# The records
use leptos::prelude::*;

use super::icons::{Icon, IconKind};
use crate::content::portfolio;
use crate::links::{mailto_url, whatsapp_url};

struct ContactLine {
    label: &'static str,
    value: String,
    icon: IconKind,
    href: Option<String>,
}

#[component]
pub fn Contact() -> impl IntoView {
    let contact = &portfolio().contact;
    let whatsapp = whatsapp_url(&contact.whatsapp_number, &contact.whatsapp_message);

    let lines = [
        ContactLine {
            label: "Location",
            value: contact.location.clone(),
            icon: IconKind::Location,
            href: None,
        },
        ContactLine {
            label: "Email",
            value: contact.email.clone(),
            icon: IconKind::Email,
            href: Some(mailto_url(&contact.email)),
        },
        ContactLine {
            label: "WhatsApp",
            value: contact.whatsapp_display.clone(),
            icon: IconKind::WhatsApp,
            href: Some(whatsapp.clone()),
        },
        ContactLine {
            label: "LinkedIn",
            value: contact.linkedin_display.clone(),
            icon: IconKind::LinkedIn,
            href: Some(contact.linkedin_url.clone()),
        },
    ];

    view! {
        <section id="contact" class="my-16">
            <h2 class="text-3xl sm:text-4xl font-extrabold outlined p-2 mb-6">
                {contact.heading.clone()}
            </h2>
            <div class="grid grid-cols-12 gap-4">
                <div class="contact-main col-span-12 lg:col-span-8 outlined p-4">
                    <div class="mb-4">
                        <h3 class="text-xl font-bold mb-2">{contact.pitch_title.clone()}</h3>
                        <p class="text-base text-gray-700 mb-4">{contact.pitch.clone()}</p>
                    </div>
                    <a
                        href=whatsapp
                        target="_blank"
                        rel="noopener noreferrer"
                        class="outlined px-6 py-3 text-base font-medium hover:bg-black hover:text-white inline-flex items-center gap-3"
                        aria-label="Contact via WhatsApp"
                    >
                        <Icon kind=IconKind::WhatsApp />
                        "Chat di WhatsApp"
                    </a>
                </div>

                <div class="contact-sidebar col-span-12 lg:col-span-4">
                    <div class="grid grid-cols-1 gap-3">
                        {lines.into_iter().map(contact_card).collect_view()}
                    </div>
                </div>
            </div>
        </section>
    }
}

fn contact_card(line: ContactLine) -> impl IntoView {
    let ContactLine {
        label,
        value,
        icon,
        href,
    } = line;
    let body = match href {
        Some(href) => view! {
            <a
                href=href
                target="_blank"
                rel="noopener noreferrer"
                class="text-sm hover:underline text-left"
                aria-label=format!("Contact via {label}")
            >
                {value}
            </a>
        }
        .into_any(),
        None => view! { <div class="text-sm">{value}</div> }.into_any(),
    };

    view! {
        <div class="contact-card outlined p-3">
            <div class="flex items-start gap-3">
                <div class="mt-1">
                    <Icon kind=icon />
                </div>
                <div class="flex-1">
                    <div class="text-xs font-mono text-gray-600 mb-1">{label}</div>
                    {body}
                </div>
            </div>
        </div>
    }
}
use leptos::{html, prelude::*};

use crate::motion::GridCoord;

#[cfg(feature = "hydrate")]
use std::{cell::RefCell, rc::Rc};

#[cfg(feature = "hydrate")]
use leptos_use::{use_window_size, UseWindowSizeReturn};
#[cfg(feature = "hydrate")]
use web_sys::MouseEvent;

#[cfg(feature = "hydrate")]
use super::browser::{BrowserScheduler, ElementSurface};
#[cfg(feature = "hydrate")]
use crate::content::portfolio;
#[cfg(feature = "hydrate")]
use crate::motion::{HudMotion, ReadoutChange, ReadoutState, Scheduler, Surface, TimerGuard};

/// Readout state plus the tweens that move the HUD element around.
#[cfg(feature = "hydrate")]
struct HudDriver {
    scheduler: Rc<dyn Scheduler>,
    surface: ElementSurface,
    readout: ReadoutState,
    motion: HudMotion,
    frame: Option<TimerGuard>,
}

#[cfg(feature = "hydrate")]
impl HudDriver {
    fn new(surface: ElementSurface) -> Self {
        let config = portfolio().motion;
        let scheduler: Rc<dyn Scheduler> = Rc::new(BrowserScheduler::new());
        let motion = HudMotion::new(config.hud_offset);
        surface.apply(&motion.pose(scheduler.now()));
        Self {
            scheduler,
            surface,
            readout: ReadoutState::new(config.readout()),
            motion,
            frame: None,
        }
    }

    /// Returns the new label.
    fn pointer_moved(this: &Rc<RefCell<Self>>, x: f64, y: f64, viewport_width: f64) -> String {
        let label = {
            let mut driver = this.borrow_mut();
            let now = driver.scheduler.now();
            let change = driver.readout.pointer_moved(x, y, viewport_width);
            driver.motion.follow(now, x, y);
            if let ReadoutChange::Shown(_) = change {
                driver.motion.show(now);
            }
            driver.readout.label()
        };
        Self::ensure_frames(this);
        label
    }

    fn pointer_left(this: &Rc<RefCell<Self>>) {
        {
            let mut driver = this.borrow_mut();
            if driver.readout.pointer_left().is_none() {
                return;
            }
            let now = driver.scheduler.now();
            driver.motion.hide(now);
        }
        Self::ensure_frames(this);
    }

    fn ensure_frames(this: &Rc<RefCell<Self>>) {
        let scheduler = {
            let driver = this.borrow();
            if driver.frame.is_some() {
                return;
            }
            driver.scheduler.clone()
        };
        let weak = Rc::downgrade(this);
        let res = scheduler.set_interval(
            portfolio().motion.frame_interval(),
            Box::new(move || {
                let Some(driver) = weak.upgrade() else {
                    return;
                };
                let idle = {
                    let mut driver = driver.borrow_mut();
                    let now = driver.scheduler.now();
                    driver.surface.apply(&driver.motion.pose(now));
                    if driver.motion.is_settled(now) {
                        driver.frame.take()
                    } else {
                        None
                    }
                };
                drop(idle);
            }),
        );
        match res {
            Ok(id) => this.borrow_mut().frame = Some(TimerGuard::new(scheduler, id)),
            Err(e) => log::warn!("cursor readout frozen: {e}"),
        }
    }
}

/// Floating `(column,row)` readout that trails the pointer.
#[component]
pub fn CursorHud() -> impl IntoView {
    let hud_ref = NodeRef::<html::Div>::new();
    let (label, set_label) = signal(GridCoord::default().to_string());

    #[cfg(feature = "hydrate")]
    {
        let driver = StoredValue::new_local(None::<Rc<RefCell<HudDriver>>>);
        let UseWindowSizeReturn { width, .. } = use_window_size();

        Effect::new(move |_| {
            let Some(el) = hud_ref.get() else {
                return;
            };
            if let Some(surface) = ElementSurface::new(&el) {
                driver.set_value(Some(Rc::new(RefCell::new(HudDriver::new(surface)))));
            }
        });

        let on_move = window_event_listener(leptos::ev::mousemove, move |ev: MouseEvent| {
            let (x, y) = (ev.client_x() as f64, ev.client_y() as f64);
            let viewport_width = width.get_untracked();
            let label = driver
                .try_with_value(|d| {
                    d.as_ref()
                        .map(|d| HudDriver::pointer_moved(d, x, y, viewport_width))
                })
                .flatten();
            if let Some(label) = label {
                set_label.set(label);
            }
        });
        // mouseout with no related target means the pointer left the window
        let on_leave = window_event_listener(leptos::ev::mouseout, move |ev: MouseEvent| {
            if ev.related_target().is_some() {
                return;
            }
            driver.try_with_value(|d| {
                if let Some(d) = d {
                    HudDriver::pointer_left(d);
                }
            });
        });

        on_cleanup(move || {
            on_move.remove();
            on_leave.remove();
            if let Some(Some(d)) = driver.try_update_value(|d| d.take()) {
                d.borrow_mut().frame.take();
            }
        });
    }
    #[cfg(not(feature = "hydrate"))]
    let _ = set_label;

    view! {
        <div node_ref=hud_ref class="cursor-hud opacity-0" aria-hidden="true">
            {label}
        </div>
    }
}
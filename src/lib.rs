#[cfg(any(feature = "ssr", feature = "hydrate"))]
pub mod app;
pub mod content;
pub mod links;
pub mod motion;
pub mod snippets;

#[cfg(feature = "hydrate")]
#[wasm_bindgen::prelude::wasm_bindgen]
pub fn hydrate() {
    use crate::app::*;
    console_error_panic_hook::set_once();
    if let Err(e) = console_log::init_with_level(log::Level::Info) {
        leptos::logging::warn!("console logger already set: {e}");
    }
    leptos::mount::hydrate_body(App);
}
//!
//! Integration tests for the stress workloads
//!

use std::fs;

use concord_runtime::OverflowPolicy;
use concord_stress::{StressProfile, Workload};

fn small_profile() -> StressProfile {
    let mut profile = StressProfile::default().with_overrides(Some(2), Some(50));
    profile.timers.tasks = 8;
    profile.timers.max_delay_ms = 10;
    profile
}

#[test]
fn test_every_workload_passes_on_a_small_profile() {
    let profile = small_profile();
    for workload in Workload::ALL {
        let report = workload
            .run(&profile)
            .unwrap_or_else(|e| panic!("{} failed: {}", workload.name(), e));
        assert_eq!(report.workload, workload.name());
        assert!(report.checks > 0);
    }
}

#[test]
fn test_pool_workload_under_each_policy() {
    for policy in [
        OverflowPolicy::RunInline,
        OverflowPolicy::WaitForSlot,
        OverflowPolicy::Discard,
    ] {
        let mut profile = small_profile();
        profile.pool.maximum_pool_size = Some(2);
        profile.pool.keep_alive_ms = 50;
        profile.pool.policy = policy;
        let report = Workload::Pool.run(&profile).unwrap();
        assert!(report.items <= 100);
        if policy != OverflowPolicy::Discard {
            assert_eq!(report.items, 100);
        }
    }
}

#[test]
fn test_channel_workload_with_tiny_buffer() {
    let mut profile = small_profile();
    profile.queue.capacity = 1;
    let report = Workload::Channel.run(&profile).unwrap();
    assert_eq!(report.items, 3 * 100);
}

#[test]
fn test_profile_loaded_from_disk() {
    let dir = tempfile::tempdir().unwrap();
    let path = dir.path().join("stress.toml");
    fs::write(
        &path,
        r#"
threads = 3
iterations = 20

[queue]
capacity = 4

[timers]
tasks = 5
max_delay_ms = 5
"#,
    )
    .unwrap();

    let profile = StressProfile::load(&path).unwrap();
    assert_eq!(profile.threads, 3);
    let report = Workload::Queued.run(&profile).unwrap();
    assert_eq!(report.items, 60);
    let report = Workload::Timers.run(&profile).unwrap();
    assert_eq!(report.items, 5);
}

#[test]
fn test_zero_capacity_queue_is_a_config_error() {
    let mut profile = small_profile();
    profile.queue.capacity = 0;
    let err = Workload::Queued.run(&profile).unwrap_err();
    assert!(err.to_string().contains("capacity"));
}
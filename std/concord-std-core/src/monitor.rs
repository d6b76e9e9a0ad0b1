//!
//! Monitor - mutex plus condition wait
//!
//! Every primitive in concord keeps its state in one `Monitor` and mutates it
//! only under that monitor's lock. Waiting goes through `Monitor::wait`,
//! which returns on notification, on deadline, or when the calling thread's
//! `CancelToken` fires. The caller always gets its guard back, so it can undo
//! bookkeeping (a queued ticket, a waiting-writer count) under the lock before
//! reporting the outcome.
//!
//! Lock poisoning is ignored: state is only mutated by the primitives
//! themselves, never while user code runs under the lock.
//!

use std::sync::{Arc, Condvar, Mutex, MutexGuard, PoisonError};
use std::time::{Duration, Instant};

use crate::cancel::{CancelToken, Wake};

/// Why `Monitor::wait` returned.
#[derive(Debug, Clone, Copy, PartialEq, Eq)]
pub enum Wakeup {
    /// Notified, or a spurious wakeup. Re-check the condition.
    Notified,
    /// The deadline passed.
    TimedOut,
    /// The calling thread was cancelled. The flag has been consumed.
    Cancelled,
}

pub struct Monitor<T> {
    state: Mutex<T>,
    cond: Condvar,
}

impl<T> Monitor<T> {
    pub fn new(state: T) -> Self {
        Self {
            state: Mutex::new(state),
            cond: Condvar::new(),
        }
    }

    pub fn lock(&self) -> MutexGuard<'_, T> {
        self.state.lock().unwrap_or_else(PoisonError::into_inner)
    }

    pub fn notify_one(&self) {
        self.cond.notify_one();
    }

    pub fn notify_all(&self) {
        self.cond.notify_all();
    }
}

impl<T: Send + 'static> Monitor<T> {
    /// Park until notified, `deadline` passes, or the thread is cancelled.
    ///
    /// `None` waits without a deadline. Cancellation takes precedence over a
    /// simultaneous timeout.
    pub fn wait<'a>(
        self: &'a Arc<Self>,
        guard: MutexGuard<'a, T>,
        deadline: Option<Instant>,
    ) -> (MutexGuard<'a, T>, Wakeup) {
        let token = CancelToken::current();
        let hook: Arc<dyn Wake> = self.clone();
        let parked = token.park_on(hook);

        if token.take() {
            return (guard, Wakeup::Cancelled);
        }

        let (guard, timed_out) = match deadline {
            None => (
                self.cond.wait(guard).unwrap_or_else(PoisonError::into_inner),
                false,
            ),
            Some(deadline) => {
                let now = Instant::now();
                if deadline <= now {
                    return (guard, Wakeup::TimedOut);
                }
                let (guard, result) = self
                    .cond
                    .wait_timeout(guard, deadline - now)
                    .unwrap_or_else(PoisonError::into_inner);
                (guard, result.timed_out() || Instant::now() >= deadline)
            }
        };
        drop(parked);

        if token.take() {
            (guard, Wakeup::Cancelled)
        } else if timed_out {
            (guard, Wakeup::TimedOut)
        } else {
            (guard, Wakeup::Notified)
        }
    }
}

impl<T: Send + 'static> Wake for Monitor<T> {
    fn wake(&self) {
        // Taking the lock orders this notification after the waiter parks.
        drop(self.lock());
        self.cond.notify_all();
    }
}

/// Absolute deadline for a relative timeout, `None` if it does not fit.
pub fn deadline_after(timeout: Duration) -> Option<Instant> {
    Instant::now().checked_add(timeout)
}

#[cfg(test)]
mod tests {
    use super::*;
    use std::thread;

    #[test]
    fn test_wait_times_out() {
        let monitor = Arc::new(Monitor::new(0u32));
        let mut guard = monitor.lock();
        let started = Instant::now();
        let deadline = deadline_after(Duration::from_millis(20));
        loop {
            let (next, wakeup) = monitor.wait(guard, deadline);
            guard = next;
            if wakeup != Wakeup::Notified {
                assert_eq!(wakeup, Wakeup::TimedOut);
                break;
            }
        }
        assert!(started.elapsed() >= Duration::from_millis(20));
    }

    #[test]
    fn test_past_deadline_returns_immediately() {
        let monitor = Arc::new(Monitor::new(()));
        let guard = monitor.lock();
        let (_guard, wakeup) = monitor.wait(guard, Some(Instant::now()));
        assert_eq!(wakeup, Wakeup::TimedOut);
    }

    #[test]
    fn test_notify_wakes_waiter() {
        let monitor = Arc::new(Monitor::new(false));
        let waiter = {
            let monitor = monitor.clone();
            thread::spawn(move || {
                let mut guard = monitor.lock();
                while !*guard {
                    let (next, wakeup) = monitor.wait(guard, None);
                    assert_ne!(wakeup, Wakeup::Cancelled);
                    guard = next;
                }
            })
        };

        thread::sleep(Duration::from_millis(10));
        *monitor.lock() = true;
        monitor.notify_all();
        waiter.join().unwrap();
    }

    #[test]
    fn test_cancel_unparks_waiter() {
        let monitor = Arc::new(Monitor::new(()));
        let token = CancelToken::new();
        let waiter = {
            let monitor = monitor.clone();
            let token = token.clone();
            thread::spawn(move || {
                CancelToken::install(token);
                let guard = monitor.lock();
                let (_guard, wakeup) = monitor.wait(guard, None);
                wakeup
            })
        };

        thread::sleep(Duration::from_millis(20));
        token.cancel();
        assert_eq!(waiter.join().unwrap(), Wakeup::Cancelled);
        assert!(!token.is_cancelled());
    }

    #[test]
    fn test_pending_cancellation_short_circuits_wait() {
        thread::spawn(|| {
            CancelToken::current().cancel();
            let monitor = Arc::new(Monitor::new(()));
            let guard = monitor.lock();
            let (_guard, wakeup) = monitor.wait(guard, None);
            assert_eq!(wakeup, Wakeup::Cancelled);
        })
        .join()
        .unwrap();
    }
}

# Exercise prompt
Only one number is wanted: how many lines of the data above include the word "false".

# Task answer
2